-------- MATERIAL PROVIDED --------

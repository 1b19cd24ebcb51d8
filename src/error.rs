// Copyright (c) 2023 Jonathan "Razordor" Alan Thomason
use std::{io, path::PathBuf};

/// A list specifying the general categories of [`Error`].
#[derive(Debug, Clone, Copy, PartialEq, Eq)]
pub enum ErrorKind {
	/// The platform loader rejected the module.
	Load,
	/// The loaded module does not export the requested symbol.
	SymbolNotFound,
	/// The platform failed to release a module. Only ever logged.
	Unload,
	/// A symbol was requested while no module was loaded.
	NotLoaded,
	/// The symbol name was empty or contained a nul byte.
	InvalidName,
	/// Staging a module into a scratch directory failed.
	Io,
}

/// Errors produced while loading modules and resolving their symbols.
///
/// Every variant carries the diagnostic text captured at the moment of
/// failure, so nothing depends on the loader's global error state afterwards.
#[derive(Debug, thiserror::Error)]
#[non_exhaustive]
pub enum Error {
	#[error("failed to load library `{}`: {message}", .path.display())]
	Load { path: PathBuf, message: String },
	#[error("symbol `{name}` not found in `{}`: {message}", .path.display())]
	SymbolNotFound {
		name: String,
		path: PathBuf,
		message: String,
	},
	#[error("failed to unload library `{}`: {source}", .path.display())]
	Unload { path: PathBuf, source: io::Error },
	#[error("cannot resolve `{name}`: no library is loaded")]
	NotLoaded { name: String },
	#[error("invalid symbol name {name:?}")]
	InvalidName { name: String },
	#[error("failed to stage `{}` into a scratch directory: {source}", .path.display())]
	Io { path: PathBuf, source: io::Error },
}

impl Error {
	#[inline]
	pub const fn kind(&self) -> ErrorKind {
		match self {
			Self::Load { .. } => ErrorKind::Load,
			Self::SymbolNotFound { .. } => ErrorKind::SymbolNotFound,
			Self::Unload { .. } => ErrorKind::Unload,
			Self::NotLoaded { .. } => ErrorKind::NotLoaded,
			Self::InvalidName { .. } => ErrorKind::InvalidName,
			Self::Io { .. } => ErrorKind::Io,
		}
	}
}
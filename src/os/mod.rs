// Copyright (c) 2023 Jonathan "Razordor" Alan Thomason
#[cfg(unix)]
pub(crate) mod unix;
#[cfg(windows)]
pub(crate) mod windows;

#[cfg(unix)]
pub(crate) use unix as imp;
#[cfg(windows)]
pub(crate) use windows as imp;

use std::{ffi, ptr};

/// Opaque module handle as returned by the platform loader.
pub(crate) type Handle = ptr::NonNull<ffi::c_void>;
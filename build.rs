// Copyright (c) 2023 Jonathan "Razordor" Alan Thomason

// Compiles the C fixtures under `tests/fixtures` into shared libraries so the
// integration tests have real modules to load. Their locations are exported
// as `SHLIB_FIXTURE_<NAME>` environment variables at compile time.

use std::env;
use std::path::{Path, PathBuf};

const FIXTURES: &[(&str, &str)] = &[
	("adder", "tests/fixtures/adder.c"),
	("multiplier", "tests/fixtures/multiplier.c"),
];

fn main() {
	let out_dir = PathBuf::from(env::var("OUT_DIR").unwrap());
	let target_os = env::var("CARGO_CFG_TARGET_OS").unwrap_or_default();

	for (name, source) in FIXTURES {
		let output = out_dir.join(dylib_file_name(name, &target_os));
		if let Err(msg) = compile_shared(source, &output, &out_dir, &target_os) {
			// a missing C toolchain must not break builds of dependents
			println!("cargo:warning=test fixture `{name}` was not built: {msg}");
		}
		println!(
			"cargo:rustc-env=SHLIB_FIXTURE_{}={}",
			name.to_uppercase(),
			output.display()
		);
		println!("cargo:rerun-if-changed={source}");
	}
	println!("cargo:rerun-if-changed=build.rs");
}

fn dylib_file_name(name: &str, target_os: &str) -> String {
	match target_os {
		"windows" => format!("{name}.dll"),
		"macos" | "ios" => format!("lib{name}.dylib"),
		_ => format!("lib{name}.so"),
	}
}

fn compile_shared(source: &str, output: &Path, out_dir: &Path, target_os: &str) -> Result<(), String> {
	let compiler = cc::Build::new()
		.cargo_metadata(false)
		.try_get_compiler()
		.map_err(|e| e.to_string())?;
	let mut cmd = compiler.to_command();
	if compiler.is_like_msvc() {
		cmd.arg("/nologo")
			.arg("/LD")
			.arg(source)
			.arg(format!("/Fo{}\\", out_dir.display()))
			.arg(format!("/Fe{}", output.display()));
	} else {
		if target_os == "macos" || target_os == "ios" {
			cmd.arg("-dynamiclib");
		} else {
			cmd.arg("-shared");
		}
		cmd.arg("-fPIC").arg("-o").arg(output).arg(source);
	}
	let status = cmd.status().map_err(|e| e.to_string())?;
	if status.success() {
		Ok(())
	} else {
		Err(format!("compiler exited with {status}"))
	}
}
// Copyright (c) 2023 Jonathan "Razordor" Alan Thomason
use std::{fs, io, path::Path, path::PathBuf};

use crate::{Error, Result};

/// Copies `path` into a fresh scratch directory.
///
/// Returns the copied file and the guard owning the directory. Dropping the guard
/// removes the directory, so a failed load never leaves it behind.
pub(crate) fn stage_copy(path: &Path) -> Result<(PathBuf, tempfile::TempDir)> {
	let io_err = |source| Error::Io {
		path: path.to_owned(),
		source,
	};
	let file_name = path.file_name().ok_or_else(|| {
		io_err(io::Error::new(
			io::ErrorKind::InvalidInput,
			"path does not name a file",
		))
	})?;
	let dir = tempfile::Builder::new()
		.prefix("shlib-")
		.tempdir()
		.map_err(io_err)?;
	let staged = dir.path().join(file_name);
	fs::copy(path, &staged).map_err(io_err)?;
	tracing::debug!(from = %path.display(), to = %staged.display(), "staged library copy");
	Ok((staged, dir))
}

/// Recursively removes a cleanup directory during teardown.
///
/// Failures are logged, never raised. A directory that is already gone counts as removed.
pub(crate) fn remove_dir(dir: &Path) {
	match fs::remove_dir_all(dir) {
		Ok(()) => tracing::debug!(dir = %dir.display(), "removed cleanup directory"),
		Err(e) if e.kind() == io::ErrorKind::NotFound => {
			tracing::debug!(dir = %dir.display(), "cleanup directory already removed")
		}
		Err(e) => tracing::warn!(dir = %dir.display(), error = %e, "failed to remove cleanup directory"),
	}
}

--------

TO DO =>
Set down only these lines, exactly: the one containing "does not name" and each line after it through the end of the entries above.

COMPLETED EXERCISE =>
			"path does not name a file",
		))
	})?;
	let dir = tempfile::Builder::new()
		.prefix("shlib-")
		.tempdir()
		.map_err(io_err)?;
	let staged = dir.path().join(file_name);
	fs::copy(path, &staged).map_err(io_err)?;
	tracing::debug!(from = %path.display(), to = %staged.display(), "staged library copy");
	Ok((staged, dir))
}

/// Recursively removes a cleanup directory during teardown.
///
/// Failures are logged, never raised. A directory that is already gone counts as removed.
pub(crate) fn remove_dir(dir: &Path) {
	match fs::remove_dir_all(dir) {
		Ok(()) => tracing::debug!(dir = %dir.display(), "removed cleanup directory"),
		Err(e) if e.kind() == io::ErrorKind::NotFound => {
			tracing::debug!(dir = %dir.display(), "cleanup directory already removed")
		}
		Err(e) => tracing::warn!(dir = %dir.display(), error = %e, "failed to remove cleanup directory"),
	}
}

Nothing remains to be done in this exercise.